Keith Skipper remembers a good friend, Edward Storey, who has recently died at the age of 88
Edward Storey, celebrated Fenland chronicler and poet who flitted to the foot of ancient hills in Wales 20 years ago, has died at 88 after a short illness.
We struck up a warm and enduring friendship over Radio Norfolk's airwaves during the 1980s when he mixed verse and prose with infectious humour and common sense, thus providing a vibrant refuge out of water and distance.
Spirit of the Fens still stands out for me as the most compelling of his volumes, a personal and anecdotal exploration of local history with a foreword by Waterland author Graham Swift. He set his highly-acclaimed novel in the Fens 'because they have a character and drama of their own'.
It came as a major surprise to many when Edward left his spiritual flatlands with wife Angela and settled in a hamlet scattered about lanes at the bottom of a hill in Powys. He laughed at rumours of retirement and accusations of forsaking those everlasting fields.

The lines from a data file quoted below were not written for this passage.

//! Lenient time and date parsing for hand-entered spreadsheet values.
//!
//! Activity logs are typed by hand, so the time column mixes `1:00 PM`,
//! `13:00`, `01:00:00pm` and friends. Parsing is forgiving about format but
//! strict about ambiguity: a 24-hour value with both seconds and a meridiem
//! (`13:00:00 PM`) is rejected rather than guessed at.

use chrono::{NaiveDate, NaiveDateTime, NaiveTime};
use once_cell::sync::Lazy;
use regex::Regex;

static TIME_RE: Lazy<Regex> = Lazy::new(|| {
    Regex::new(r"^\s*(\d{1,2}):(\d{2})(?::(\d{2}))?\s*(?:([AaPp])\.?\s*[Mm]\.?)?\s*$")
        .expect("time regex is valid")
});

/// Date formats accepted for date cells stored as text, tried in order.
const DATE_FORMATS: [&str; 6] = [
    "%Y-%m-%d",
    "%m/%d/%Y",
    "%m/%d/%y",
    "%B %d, %Y",
    "%b %d, %Y",
    "%d %B %Y",
];

/// Datetime formats accepted for date cells that carry a time suffix.
const DATETIME_FORMATS: [&str; 3] = ["%Y-%m-%d %H:%M:%S", "%Y-%m-%dT%H:%M:%S", "%m/%d/%Y %H:%M:%S"];

/// Parse a time-of-day string of unknown format.
///
/// Rules, matching the observed behavior of hand-entered logs:
/// - hour 1-12 with a meridiem converts the usual way (`12 AM` -> 00:00)
/// - hour 13-23 without a meridiem is 24-hour time
/// - hour 13-23 with a meridiem but no seconds is accepted as 24-hour time
///   (the meridiem is noise: `13:00 PM` -> 13:00)
/// - hour 13-23 with a meridiem and seconds is ambiguous -> `None`
/// - no meridiem defaults to AM, so `1:00` -> 01:00
pub fn parse_time(text: &str) -> Option<NaiveTime> {
    let caps = TIME_RE.captures(text)?;

    let hour: u32 = caps[1].parse().ok()?;
    let minute: u32 = caps[2].parse().ok()?;
    let (second, has_seconds) = match caps.get(3) {
        Some(m) => (m.as_str().parse().ok()?, true),
        None => (0, false),
    };
    let meridiem = caps
        .get(4)
        .map(|m| m.as_str().to_ascii_lowercase().chars().next().unwrap_or('a'));

    let hour = match (meridiem, hour) {
        (Some(_), h) if h > 12 => {
            if has_seconds {
                return None;
            }
            h
        }
        (Some(m), 12) => {
            if m == 'a' {
                0
            } else {
                12
            }
        }
        (Some(m), h) => {
            if m == 'p' {
                h + 12
            } else {
                h
            }
        }
        (None, h) => h,
    };

    NaiveTime::from_hms_opt(hour, minute, second)
}

/// Parse a date string of unknown format. Tries plain dates first, then
/// datetime strings (spreadsheet date cells often stringify with a midnight
/// suffix), taking the date part.
pub fn parse_date(text: &str) -> Option<NaiveDate> {
    let trimmed = text.trim();
    if trimmed.is_empty() {
        return None;
    }
    for format in DATE_FORMATS {
        if let Ok(date) = NaiveDate::parse_from_str(trimmed, format) {
            return Some(date);
        }
    }
    for format in DATETIME_FORMATS {
        if let Ok(datetime) = NaiveDateTime::parse_from_str(trimmed, format) {
            return Some(datetime.date());
        }
    }
    None
}
//! The grammar-driven state machine.
//!
//! [`ActionMachine`] owns the current [`State`], the in-progress action and
//! the [`ActionStore`]. Each call to [`ActionMachine::consume`] looks the
//! `(state, event)` pair up in the transition table, applies its effect,
//! and moves on. The first rejected event halts the machine, as does
//! reaching `Stop`; a halted machine refuses every later event without
//! touching the store.

use tracing::{debug, trace};

use crate::action::Action;
use crate::config::ParserConfig;
use crate::error::GrammarError;
use crate::event::{Event, EventKind};
use crate::field::{Field, SECTION_KEYWORD};
use crate::scalar;
use crate::state::{step, State, Step};
use crate::store::ActionStore;

/// Result of consuming one event.
#[derive(Debug, Clone, Copy, PartialEq, Eq)]
pub enum Status {
    /// More events are expected.
    Continue,
    /// The stream closed; the store is complete.
    Done,
}

/// One accepted event, as reported to a transition observer.
#[derive(Debug, Clone, Copy, PartialEq, Eq)]
pub struct Transition {
    pub from: State,
    pub event: EventKind,
    pub to: State,
}

type Observer<'o> = Box<dyn FnMut(&Transition) + 'o>;

/// State machine turning markup events into actions.
pub struct ActionMachine<'o> {
    state: State,
    pending: Option<Action>,
    store: ActionStore,
    config: ParserConfig,
    halted: bool,
    observer: Option<Observer<'o>>,
}

impl<'o> ActionMachine<'o> {
    pub fn new() -> Self {
        Self::with_config(ParserConfig::default())
    }

    pub fn with_config(config: ParserConfig) -> Self {
        Self {
            state: State::Start,
            pending: None,
            store: ActionStore::new(),
            config,
            halted: false,
            observer: None,
        }
    }

    /// Call `observer` after every accepted event.
    pub fn observe(mut self, observer: impl FnMut(&Transition) + 'o) -> Self {
        self.observer = Some(Box::new(observer));
        self
    }

    #[inline]
    pub fn state(&self) -> State {
        self.state
    }

    pub fn config(&self) -> &ParserConfig {
        &self.config
    }

    /// True once the stream has closed.
    #[inline]
    pub fn is_done(&self) -> bool {
        self.state.is_terminal()
    }

    /// True once the machine stopped or rejected an event.
    #[inline]
    pub fn is_halted(&self) -> bool {
        self.halted || self.is_done()
    }

    /// The action currently being filled, if any.
    pub fn pending(&self) -> Option<&Action> {
        self.pending.as_ref()
    }

    /// Actions committed so far.
    pub fn actions(&self) -> &ActionStore {
        &self.store
    }

    /// Consume one event.
    pub fn consume(&mut self, event: &Event) -> Result<Status, GrammarError> {
        let kind = event.kind();
        let from = self.state;

        if self.config.trace {
            debug!(target: "gstconf::trace", state = %from, event = %kind, "consume");
        } else {
            trace!(state = %from, event = %kind, "consume");
        }

        if self.is_halted() {
            return Err(GrammarError::Halted { state: from });
        }

        match self.apply(event) {
            Ok(to) => {
                self.state = to;
                if let Some(observer) = self.observer.as_mut() {
                    observer(&Transition { from, event: kind, to });
                }
                Ok(if to.is_terminal() { Status::Done } else { Status::Continue })
            }
            Err(err) => {
                debug!(state = %from, event = %kind, error = %err, "event rejected");
                self.halted = true;
                self.pending = None;
                Err(err)
            }
        }
    }

    /// Hand over the store. Only valid once the stream has closed.
    pub fn finish(self) -> Result<ActionStore, GrammarError> {
        if self.is_done() {
            Ok(self.store)
        } else {
            Err(GrammarError::UnexpectedEvent { event: EventKind::StreamEnd, state: self.state })
        }
    }

    /// Resolve the table cell for `event` and perform its effect.
    /// Returns the next state.
    fn apply(&mut self, event: &Event) -> Result<State, GrammarError> {
        let kind = event.kind();
        let state = self.state;
        let Some(cell) = step(state, kind) else {
            return Err(GrammarError::UnexpectedEvent { event: kind, state });
        };

        match cell {
            Step::Goto(next) => Ok(next),

            Step::Section => {
                let value = event.as_scalar().unwrap_or_default();
                if value == SECTION_KEYWORD {
                    Ok(State::ActionList)
                } else {
                    Err(GrammarError::UnexpectedScalar { value: value.to_owned(), state })
                }
            }

            Step::Begin => {
                self.pending = Some(Action::default());
                Ok(State::ActionKey)
            }

            Step::Key => {
                let key = event.as_scalar().unwrap_or_default();
                Field::from_keyword(key)
                    .map(State::Value)
                    .ok_or_else(|| GrammarError::UnknownKey { key: key.to_owned() })
            }

            Step::Commit => {
                let action = self.pending.take().unwrap_or_default();
                if self.config.is_strict() && action.name.is_empty() {
                    return Err(GrammarError::MissingName);
                }
                trace!(name = %action.name, index = self.store.len(), "action committed");
                self.store.push(action);
                Ok(State::ActionValues)
            }

            Step::Store(field) => {
                let text = event.as_scalar().unwrap_or_default();
                let value = scalar::convert(field, text, self.config.strictness)
                    .ok_or_else(|| GrammarError::InvalidValue { field, value: text.to_owned() })?;
                self.pending.get_or_insert_with(Action::default).set(field, value);
                Ok(State::ActionKey)
            }
        }
    }
}

impl Default for ActionMachine<'_> {
    fn default() -> Self {
        Self::new()
    }
}
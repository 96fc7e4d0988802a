//! gstconf CLI entry point.

fn main() {
    if let Err(e) = gstconf_cli::run() {
        eprintln!("Error: {:#}", e);
        std::process::exit(1);
    }
}
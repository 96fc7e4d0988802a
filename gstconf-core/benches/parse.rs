//! Benchmarks for action parsing.
//!
//! Run with: cargo bench

use criterion::{black_box, criterion_group, criterion_main, Criterion, Throughput};
use gstconf_core::{parse_events, parse_str, Event, Events, ParserConfig};

/// YAML document with `n` fully populated actions.
fn document(n: usize) -> String {
    let mut out = String::from("actions:\n");
    for i in 0..n {
        out.push_str(&format!(
            "  - name: action_{i}\n    device: all\n    module: gst\n    parallel: true\n    count: {i}\n    \
             duration: 5000\n    copy_matrix: false\n    target_stress: 0.9\n    matrix_size_a: 8640\n    \
             matrix_size_b: 8640\n    matrix_size_c: 8640\n    ops_type: sgemm\n    log_interval: 1000\n"
        ));
    }
    out
}

/// Benchmark the full path from YAML text.
fn bench_parse_yaml(c: &mut Criterion) {
    let input = document(256);

    let mut group = c.benchmark_group("parse");
    group.throughput(Throughput::Bytes(input.len() as u64));

    group.bench_function("yaml_256_actions", |b| {
        b.iter(|| parse_str(black_box(&input)).map(|store| store.len()))
    });

    group.finish();
}

/// Benchmark the state machine alone over pre-built events.
fn bench_machine_only(c: &mut Criterion) {
    let input = document(256);
    let mut events = Vec::new();
    let mut source = gstconf_core::YamlEventSource::from_str(&input);
    while let Ok(Some(event)) = gstconf_core::EventSource::next_event(&mut source) {
        events.push(event);
    }

    let mut group = c.benchmark_group("machine");
    group.throughput(Throughput::Elements(events.len() as u64));

    group.bench_function("events_256_actions", |b| {
        b.iter(|| {
            let events: Vec<Event> = black_box(&events).clone();
            parse_events(Events::new(events), &ParserConfig::default()).map(|store| store.len())
        })
    });

    group.finish();
}

criterion_group!(benches, bench_parse_yaml, bench_machine_only);
criterion_main!(benches);
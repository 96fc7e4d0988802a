//! Action fields and the keyword table.
//!
//! Keywords are matched exactly (case-sensitive) through a compile-time
//! perfect hash map.

use std::fmt;

use phf::phf_map;

/// Top-level key that introduces the action list.
pub const SECTION_KEYWORD: &str = "actions";

/// One of the closed set of fields an action mapping may carry.
#[derive(Debug, Clone, Copy, PartialEq, Eq, Hash)]
pub enum Field {
    Name,
    ModuleName,
    Devices,
    Count,
    OpsType,
    TargetStress,
    Duration,
    SizeA,
    SizeB,
    SizeC,
    LogInterval,
    Parallel,
    CopyMatrix,
}

/// How a field's scalar text is converted.
#[derive(Debug, Clone, Copy, PartialEq, Eq)]
pub enum FieldKind {
    /// Copied verbatim
    Text,
    /// Base-10 integer
    Integer,
    /// Decimal floating point
    Float,
    /// `true` / anything else
    Flag,
}

static KEYWORDS: phf::Map<&'static str, Field> = phf_map! {
    "name" => Field::Name,
    "module" => Field::ModuleName,
    "device" => Field::Devices,
    "count" => Field::Count,
    "ops_type" => Field::OpsType,
    "target_stress" => Field::TargetStress,
    "duration" => Field::Duration,
    "matrix_size_a" => Field::SizeA,
    "matrix_size_b" => Field::SizeB,
    "matrix_size_c" => Field::SizeC,
    "log_interval" => Field::LogInterval,
    "parallel" => Field::Parallel,
    "copy_matrix" => Field::CopyMatrix,
};

impl Field {
    /// Every field, in record order.
    pub const ALL: [Field; 13] = [
        Field::Name,
        Field::ModuleName,
        Field::Devices,
        Field::Count,
        Field::OpsType,
        Field::TargetStress,
        Field::Duration,
        Field::SizeA,
        Field::SizeB,
        Field::SizeC,
        Field::LogInterval,
        Field::Parallel,
        Field::CopyMatrix,
    ];

    /// Look up a mapping key.
    #[inline]
    pub fn from_keyword(key: &str) -> Option<Field> {
        KEYWORDS.get(key).copied()
    }

    /// The mapping key for this field.
    pub fn keyword(self) -> &'static str {
        match self {
            Field::Name => "name",
            Field::ModuleName => "module",
            Field::Devices => "device",
            Field::Count => "count",
            Field::OpsType => "ops_type",
            Field::TargetStress => "target_stress",
            Field::Duration => "duration",
            Field::SizeA => "matrix_size_a",
            Field::SizeB => "matrix_size_b",
            Field::SizeC => "matrix_size_c",
            Field::LogInterval => "log_interval",
            Field::Parallel => "parallel",
            Field::CopyMatrix => "copy_matrix",
        }
    }

    /// Name of the parser state that waits for this field's value.
    pub fn state_name(self) -> &'static str {
        match self {
            Field::Name => "Name",
            Field::ModuleName => "ModuleName",
            Field::Devices => "Devices",
            Field::Count => "Count",
            Field::OpsType => "OpsType",
            Field::TargetStress => "TargetStress",
            Field::Duration => "Duration",
            Field::SizeA => "SizeA",
            Field::SizeB => "SizeB",
            Field::SizeC => "SizeC",
            Field::LogInterval => "LogInterval",
            Field::Parallel => "Parallel",
            Field::CopyMatrix => "CopyMatrix",
        }
    }

    pub fn kind(self) -> FieldKind {
        match self {
            Field::Name | Field::ModuleName | Field::Devices | Field::OpsType => FieldKind::Text,
            Field::Count
            | Field::Duration
            | Field::SizeA
            | Field::SizeB
            | Field::SizeC
            | Field::LogInterval => FieldKind::Integer,
            Field::TargetStress => FieldKind::Float,
            Field::Parallel | Field::CopyMatrix => FieldKind::Flag,
        }
    }
}

impl fmt::Display for Field {
    fn fmt(&self, f: &mut fmt::Formatter<'_>) -> fmt::Result {
        f.write_str(self.keyword())
    }
}
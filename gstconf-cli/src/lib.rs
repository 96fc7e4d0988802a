//! CLI for gstconf.
//!
//! Parses a stress-test action file and prints the resulting actions,
//! one line each or as JSON.

#![warn(rust_2018_idioms)]
#![deny(unsafe_code)]

use std::io::Write;
use std::path::PathBuf;

use anyhow::Context;
use clap::{Parser, ValueEnum};
use gstconf_core::{Action, ActionParser, ActionStore, ParserConfig};
use tracing::{debug, info};
use tracing_subscriber::EnvFilter;

/// gstconf CLI.
#[derive(Parser, Debug)]
#[command(name = "gstconf")]
#[command(author, version, about, long_about = None)]
pub struct Cli {
    /// Action configuration file (YAML).
    pub file: PathBuf,

    /// Reject malformed numbers and flags, and actions without a name.
    #[arg(long)]
    pub strict: bool,

    /// Log every (state, event) pair the parser consumes. Also on when
    /// `DEBUG` is set.
    #[arg(long)]
    pub trace: bool,

    /// Output format.
    #[arg(short, long, value_enum, default_value_t = Format::Text)]
    pub format: Format,
}

/// Output formats.
#[derive(Clone, Copy, Debug, PartialEq, Eq, ValueEnum)]
pub enum Format {
    /// One `action: ...` line per action.
    Text,
    /// Pretty-printed JSON array.
    Json,
}

impl Cli {
    /// Parser configuration selected by the environment and the flags.
    pub fn parser_config(&self) -> ParserConfig {
        let config = ParserConfig::from_env().strict(self.strict);
        if self.trace {
            config.trace(true)
        } else {
            config
        }
    }
}

/// Run the CLI with the process arguments.
pub fn run() -> anyhow::Result<()> {
    let cli = Cli::parse();
    let config = cli.parser_config();
    init_tracing(config.trace);
    debug!(file = %cli.file.display(), strict = config.is_strict(), format = ?cli.format, "starting");

    let parser = ActionParser::new(config);
    let actions = parser
        .parse_file(&cli.file)
        .with_context(|| format!("failed to parse {}", cli.file.display()))?;
    info!(actions = actions.len(), "parsed action file");

    let stdout = std::io::stdout();
    let mut out = stdout.lock();
    write_actions(&mut out, &actions, cli.format)?;
    Ok(())
}

/// Write `actions` in the requested format.
pub fn write_actions(out: &mut impl Write, actions: &ActionStore, format: Format) -> anyhow::Result<()> {
    match format {
        Format::Text => {
            for action in actions {
                writeln!(out, "{}", summary(action))?;
            }
        }
        Format::Json => {
            serde_json::to_writer_pretty(&mut *out, actions)?;
            writeln!(out)?;
        }
    }
    Ok(())
}

/// One-line summary of an action.
pub fn summary(action: &Action) -> String {
    format!(
        "action: name={},count={}, modname={}",
        action.name, action.count, action.module_name
    )
}

fn init_tracing(trace: bool) {
    let default = if trace { "gstconf::trace=debug,warn" } else { "warn" };
    let filter = EnvFilter::try_from_default_env().unwrap_or_else(|_| EnvFilter::new(default));
    tracing_subscriber::fmt()
        .with_env_filter(filter)
        .with_writer(std::io::stderr)
        .init();
}
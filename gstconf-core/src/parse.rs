//! Driver loop and entry points.
//!
//! The driver pulls one event at a time from an [`EventSource`] and hands
//! it to an [`ActionMachine`] until the machine reaches `Stop`. Each event
//! is dropped before the next one is requested. Any failure aborts the run
//! and no partial store is returned.

#[cfg(feature = "yaml")]
use std::fs::File;
#[cfg(feature = "yaml")]
use std::io::{BufReader, Read};
#[cfg(feature = "yaml")]
use std::path::Path;

use tracing::debug;

use crate::config::ParserConfig;
use crate::error::Error;
use crate::machine::{ActionMachine, Status};
use crate::source::EventSource;
#[cfg(feature = "yaml")]
use crate::source::YamlEventSource;
use crate::store::ActionStore;

/// Parse actions with a fixed configuration.
#[derive(Debug, Clone, Default)]
pub struct ActionParser {
    config: ParserConfig,
}

impl ActionParser {
    pub fn new(config: ParserConfig) -> Self {
        Self { config }
    }

    pub fn config(&self) -> &ParserConfig {
        &self.config
    }

    /// Run the pump loop over `source`.
    pub fn parse_events<S: EventSource>(&self, mut source: S) -> Result<ActionStore, Error> {
        let mut machine = ActionMachine::with_config(self.config.clone());
        let mut consumed = 0usize;

        loop {
            let Some(event) = source.next_event()? else {
                return Err(Error::UnexpectedEnd { state: machine.state() });
            };
            consumed += 1;
            if machine.consume(&event)? == Status::Done {
                break;
            }
        }

        let store = machine.finish()?;
        debug!(events = consumed, actions = store.len(), "parse complete");
        Ok(store)
    }

    #[cfg(feature = "yaml")]
    pub fn parse_str(&self, input: &str) -> Result<ActionStore, Error> {
        self.parse_events(YamlEventSource::from_str(input))
    }

    #[cfg(feature = "yaml")]
    pub fn parse_reader<R: Read>(&self, reader: R) -> Result<ActionStore, Error> {
        self.parse_events(YamlEventSource::from_reader(reader))
    }

    /// Open and parse a configuration file.
    #[cfg(feature = "yaml")]
    pub fn parse_file(&self, path: impl AsRef<Path>) -> Result<ActionStore, Error> {
        let path = path.as_ref();
        let file = File::open(path).map_err(|source| Error::Io {
            path: path.to_path_buf(),
            source,
        })?;
        debug!(path = %path.display(), "parsing action file");
        self.parse_reader(BufReader::new(file))
    }
}

/// Run the pump loop over `source` with `config`.
pub fn parse_events<S: EventSource>(source: S, config: &ParserConfig) -> Result<ActionStore, Error> {
    ActionParser::new(config.clone()).parse_events(source)
}

/// Parse YAML text with the default configuration.
#[cfg(feature = "yaml")]
pub fn parse_str(input: &str) -> Result<ActionStore, Error> {
    ActionParser::default().parse_str(input)
}

/// Parse YAML from a reader with the default configuration.
#[cfg(feature = "yaml")]
pub fn parse_reader<R: Read>(reader: R) -> Result<ActionStore, Error> {
    ActionParser::default().parse_reader(reader)
}

/// Parse a YAML file with the default configuration.
#[cfg(feature = "yaml")]
pub fn parse_file(path: impl AsRef<Path>) -> Result<ActionStore, Error> {
    ActionParser::default().parse_file(path)
}
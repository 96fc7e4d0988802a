//! Parser states and the transition table.
//!
//! The grammar is a fixed table keyed by `(State, EventKind)`. Each cell
//! says what the machine does next; a missing cell is a grammar violation.
//!
//! ```text
//! Start        stream-start    -> Stream
//! Stream       document-start  -> Document
//! Stream       stream-end      -> Stop
//! Document     mapping-start   -> Section
//! Document     document-end    -> Stream
//! Section      scalar          -> ActionList     ("actions" only)
//! Section      document-end    -> Stream
//! ActionList   sequence-start  -> ActionValues
//! ActionList   mapping-end     -> Section
//! ActionValues mapping-start   -> ActionKey      (begin action)
//! ActionValues sequence-end    -> ActionList
//! ActionKey    scalar          -> <field state>  (field keyword only)
//! ActionKey    mapping-end     -> ActionValues   (commit action)
//! <field>      scalar          -> ActionKey      (store value)
//! ```

use std::fmt;

use crate::event::EventKind;
use crate::field::Field;

/// Parser state.
#[derive(Debug, Clone, Copy, PartialEq, Eq, Hash)]
pub enum State {
    /// Nothing consumed yet
    Start,
    /// Inside the stream, between documents
    Stream,
    /// Inside a document, before its top-level mapping
    Document,
    /// Inside the top-level mapping, expecting a section key
    Section,
    /// After the section key, expecting the action sequence
    ActionList,
    /// Inside the action sequence
    ActionValues,
    /// Inside an action mapping, expecting a field key
    ActionKey,
    /// Expecting the value for a field
    Value(Field),
    /// Stream closed; terminal
    Stop,
}

/// What to do for an accepted `(State, EventKind)` pair.
#[derive(Debug, Clone, Copy, PartialEq, Eq)]
pub enum Step {
    /// Move to a state; the in-progress action is untouched.
    Goto(State),
    /// Scalar must be the section keyword; moves to `ActionList`.
    Section,
    /// Open a fresh in-progress action; moves to `ActionKey`.
    Begin,
    /// Scalar must be a field keyword; moves to that field's state.
    Key,
    /// Append the in-progress action to the store; moves to `ActionValues`.
    Commit,
    /// Convert the scalar into the field; moves back to `ActionKey`.
    Store(Field),
}

impl State {
    /// Every state, field states in record order.
    pub fn all() -> impl Iterator<Item = State> {
        [
            State::Start,
            State::Stream,
            State::Document,
            State::Section,
            State::ActionList,
            State::ActionValues,
            State::ActionKey,
        ]
        .into_iter()
        .chain(Field::ALL.into_iter().map(State::Value))
        .chain(std::iter::once(State::Stop))
    }

    pub fn name(self) -> &'static str {
        match self {
            State::Start => "Start",
            State::Stream => "Stream",
            State::Document => "Document",
            State::Section => "Section",
            State::ActionList => "ActionList",
            State::ActionValues => "ActionValues",
            State::ActionKey => "ActionKey",
            State::Value(field) => field.state_name(),
            State::Stop => "Stop",
        }
    }

    #[inline]
    pub fn is_terminal(self) -> bool {
        self == State::Stop
    }
}

impl fmt::Display for State {
    fn fmt(&self, f: &mut fmt::Formatter<'_>) -> fmt::Result {
        f.write_str(self.name())
    }
}

/// Look up the transition table.
pub fn step(state: State, event: EventKind) -> Option<Step> {
    use EventKind as E;

    let step = match (state, event) {
        (State::Start, E::StreamStart) => Step::Goto(State::Stream),

        (State::Stream, E::DocumentStart) => Step::Goto(State::Document),
        (State::Stream, E::StreamEnd) => Step::Goto(State::Stop),

        (State::Document, E::MappingStart) => Step::Goto(State::Section),
        (State::Document, E::DocumentEnd) => Step::Goto(State::Stream),

        (State::Section, E::Scalar) => Step::Section,
        (State::Section, E::DocumentEnd) => Step::Goto(State::Stream),

        (State::ActionList, E::SequenceStart) => Step::Goto(State::ActionValues),
        (State::ActionList, E::MappingEnd) => Step::Goto(State::Section),

        (State::ActionValues, E::MappingStart) => Step::Begin,
        (State::ActionValues, E::SequenceEnd) => Step::Goto(State::ActionList),

        (State::ActionKey, E::Scalar) => Step::Key,
        (State::ActionKey, E::MappingEnd) => Step::Commit,

        (State::Value(field), E::Scalar) => Step::Store(field),

        _ => return None,
    };
    Some(step)
}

'I am a born-again poet, alive and kicking, on the borders between two very different worlds, landscapes and cultures. I am gaining more from seeing the Fens from a distance both in time and space. Now I will sing my song in a strange land' he told me in a letter flowing with excitement in his delightfully upright and easily-read handwriting.
We exchanged news and views regularly until a few weeks ago when he revealed the extent of his illness and admitted to being calmly resigned to his fate. Typically, he invited me to send a line of farewell. 'And be cheerful'. Well, I could manage 'thankful' and 'uplifting' for his friendship and encouragement.
He also sent a souvenir newsletter to celebrate the 10th anniversary of the restoration of St Michael's Church in Discoed, a cause to which he and Angela were fully committed from the time they arrived. 'How could 500 years of history be so easily erased just because the building needed major repairs?' was Edward's call to action.
Born in the Fenland town of Whittlesey, where brother Trevor and his wife Jan still live, Edward was to write with deep perception and feeling of a place then balanced precariously between agriculture and the brick industry. His father worked several long years in rhe brickyards.
This clearly influenced Edward's decision to find a wholly different path on leaving school at 14. He surprised his parents by announcing he had no intention of working on the land or in the brickyards as his forebears had done. He wanted to be a journalist – an ambition never achieved.
After a succession of unsatisfactory jobs, he found his niche working for the Peterborough Education Authority, mainly in adult education where he became Registrar of the Peterborough College of Adult Education.
When commissioned to write A Portrait of the Fen Country in 1970, he decided this was at last the chance he'd been waiting for to become a freelance writer. He went on to publish 10 volumes of prose, mainly about the Fens, 13 collections of poetry and a highly-praised autobiography, Fen Boy First.
He became a regular contributor to various BBC radio and television programmes and a popular public speaker. A passionate ambassador for his region, Edward was a welcome voice on my Dinnertime Show during years when I sought consolation among local writers over the changing face of our precious part of the world.
Latest poems were a rich bonus along with ready permission to use them in some of my own publications and on entertaining rounds when a few deeper reflections were due. He extended that generosity throughout our correspondence after his switch to Wales.
I savour a shelf of his personally signed books, verses specially composed for a Norfolk admirer and a big batch of letters from a man who shared his talents and times with so many. One of his final poems was composed in tribute to Dr Andrew Bernard, who brought him into this world 88 years ago and later encouraged a love of literature.
Edward Storey remained fully aware of where his roots were throughout that sojourn in Discoed. He really was a Fen Boy First. I vividly recall his powerful words from one of our on-air celebrations.
He pointed to houses and farms clinging like crustaceans to the black hull of the Fens: 'Here you must walk with yourself - or share the spirits of forgotten ages'.